C’est juste que je veux pas prendre parti, explique-t-il en me suivant et en essayant de croiser mon regard.
Bah c’est loupé : tu prends clairement celui de maman, là.
Mais non, je…
Ah ouais ? Prouve-le moi ! »

Je m’arrête subitement, si bien qu’il me dépasse de quelques pas avant de s’immobiliser à son tour. Il me regarde d’un air désespéré. Il lève les bras autour de lui dans un signe d’impuissance, se passe la main dans les cheveux, enroule ses manches entre ses doigts comme il le fait depuis tout petit quand il ressent de fortes émotions. Je le sens à deux doigts d’accéder à mes désirs. Alors je ne bouche pas, je fais peser sur lui toute la force de mon regard noir. Et enfin, à un moment, ses épaules se relâchent, son regard se baisse :

« Je peux te prendre deux trois trucs pour les mettre dans mon armoire… Mais pas tout, je te préviens ! »

Pas tout pour le moment.

« Ok ! » m’exclamé-je vivement, désireuse de ne pas laisser passer l’occasion.

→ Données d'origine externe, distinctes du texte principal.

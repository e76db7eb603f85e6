use std::sync::Arc;

use lambda_http::{run, service_fn, Error, Request};
use lead_capture::adapters::config::app_config::AppConfig;
use lead_capture::adapters::http::lambda_adapter::LambdaHttpAdapter;
use lead_capture::telemetry::{setup_panic_hook, setup_tracing};
use tracing::{info, instrument};

mod submission_service_factory;

use submission_service_factory::SubmissionServiceFactory;

#[tokio::main]
#[instrument]
async fn main() -> Result<(), Error> {
    let config = AppConfig::load().map_err(|report| format!("{report:?}"))?;

    setup_tracing(&config.logging).map_err(|e| e.to_string())?;
    setup_panic_hook();

    info!("Starting lead-capture endpoint");

    let service = SubmissionServiceFactory::create(&config.sheets).await;
    let adapter = LambdaHttpAdapter::new(Arc::new(service));

    run(service_fn(move |request: Request| {
        let adapter = adapter.clone();
        async move { adapter.handle(request).await }
    }))
    .await
}
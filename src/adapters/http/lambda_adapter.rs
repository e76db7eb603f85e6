use std::sync::Arc;

use lambda_http::http::{Method, StatusCode};
use lambda_http::{Body, Request, Response};
use tracing::{error, info, instrument, warn};

use super::response::{json_response, ApiResponse};
use crate::application::submission_service::SubmissionService;

/// Serves the submission endpoint behind a Lambda function URL or API Gateway.
#[derive(Clone, Debug)]
pub struct LambdaHttpAdapter {
    service: Arc<SubmissionService>,
}

impl LambdaHttpAdapter {
    pub fn new(service: Arc<SubmissionService>) -> Self {
        Self { service }
    }

    #[instrument(
        skip(self, request),
        fields(method = %request.method(), path = %request.uri().path())
    )]
    pub async fn handle(&self, request: Request) -> Result<Response<Body>, lambda_http::Error> {
        if request.method() != Method::POST {
            warn!("Rejecting {} request", request.method());
            return json_response(
                StatusCode::METHOD_NOT_ALLOWED,
                &ApiResponse::method_not_allowed(),
            );
        }

        match self.service.submit(request.body()).await {
            Ok(data) => {
                info!("✅ Submission appended");
                json_response(StatusCode::OK, &ApiResponse::success(data))
            }
            Err(report) => {
                error!("❌ Submission failed: {:?}", report);
                json_response(
                    StatusCode::INTERNAL_SERVER_ERROR,
                    &ApiResponse::internal_error(report.current_context().to_string()),
                )
            }
        }
    }
}
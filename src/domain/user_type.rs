use strum::{Display, EnumIter, EnumString};

/// Discriminator sent by the form as `userType`. Each variant owns exactly one
/// target spreadsheet.
#[derive(Debug, Clone, Copy, PartialEq, Eq, Hash, Display, EnumString, EnumIter)]
#[strum(serialize_all = "lowercase")]
pub enum UserType {
    Buy,
    Sell,
    Rent,
}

Je m’accroupis dans la ruelle, à peine conscience de ma baguette de guingois et des gouttes qui me tombent sur le crâne malgré les efforts d’Aodren pour me prêter un bout de son sortilège. Je pose mon carton et farfouille à l’intérieur.

« Ça, décidé-je en attrapant Calmar le calmar par une tentacule et en le levant au-dessus de ma tête. Je me tords le coup pour croiser le regard de mon frère. « Allez, prends-le ! Puis ça… » Une pile de livres rétrécit. « Et ça… » Une seconde pile. « Et ça… » Plusieurs vêtements qui se déplient lorsque je les tends à Aodren. « Ah, et ça. »

Je me relève, une boîte en bois dans les mains. Même rétrécit, elle a la taille d'un livre de taille standard. Le jeune homme me lance un regard accablé.

« C’est trop, Aelle !
Non, réfuté-je. Tiens. Par contre, je te jure que si tu fouilles dedans je te tue. Crois-moi ou non, j’ai le moyen de savoir si tu as fouillé. »

C’est faux. Mais je préfère être prudente. Se cache dans cette boîte d’infâmes horreurs que je garde précieusement depuis ma première année, que j’aimerais avoir la force de jeter, mais que je garde malgré les mauvais souvenirs auxquelles elles sont associées. Aodren attrape la boîte sans me cacher tout l’agacement que cela lui inspire. Il a les bras chargé de mes affaires et me fusille du regard.

« Je ne suis pas du genre à fouiller dans des affaires qui ne m’appartiennent pas, réplique-t-il d’une voix froide qui me fait comprendre que je l'ai vexé ; il continue sur un ton sarcastique : c’est bon, ça te semble suffisant, là ?
Mh… » Je réfléchis un instant, le regard baissé vers le carton. « Oui. Oui, c’est suffisant.
Je te trouve ridicule. »

Cette phrase prononcée sur un ton très calme me semble tellement sincère qu’elle s’infiltre dans les replis de mon cœur pour venir se planter dans ses parties les plus sensibles.

« Tu vois jusqu’où tu es prête à aller juste pour ne pas rentrer à la maison ? »

Je me mordille la lèvre, outrée qu’il ose me faire des reproches. Je m’apprête à riposter, mais il ajoute :

« Je ne comprends pas. Cela dit, je ne comprends pas non plus maman. Je ne pense pas que j’ai envie de vous comprendre, » conclut-il.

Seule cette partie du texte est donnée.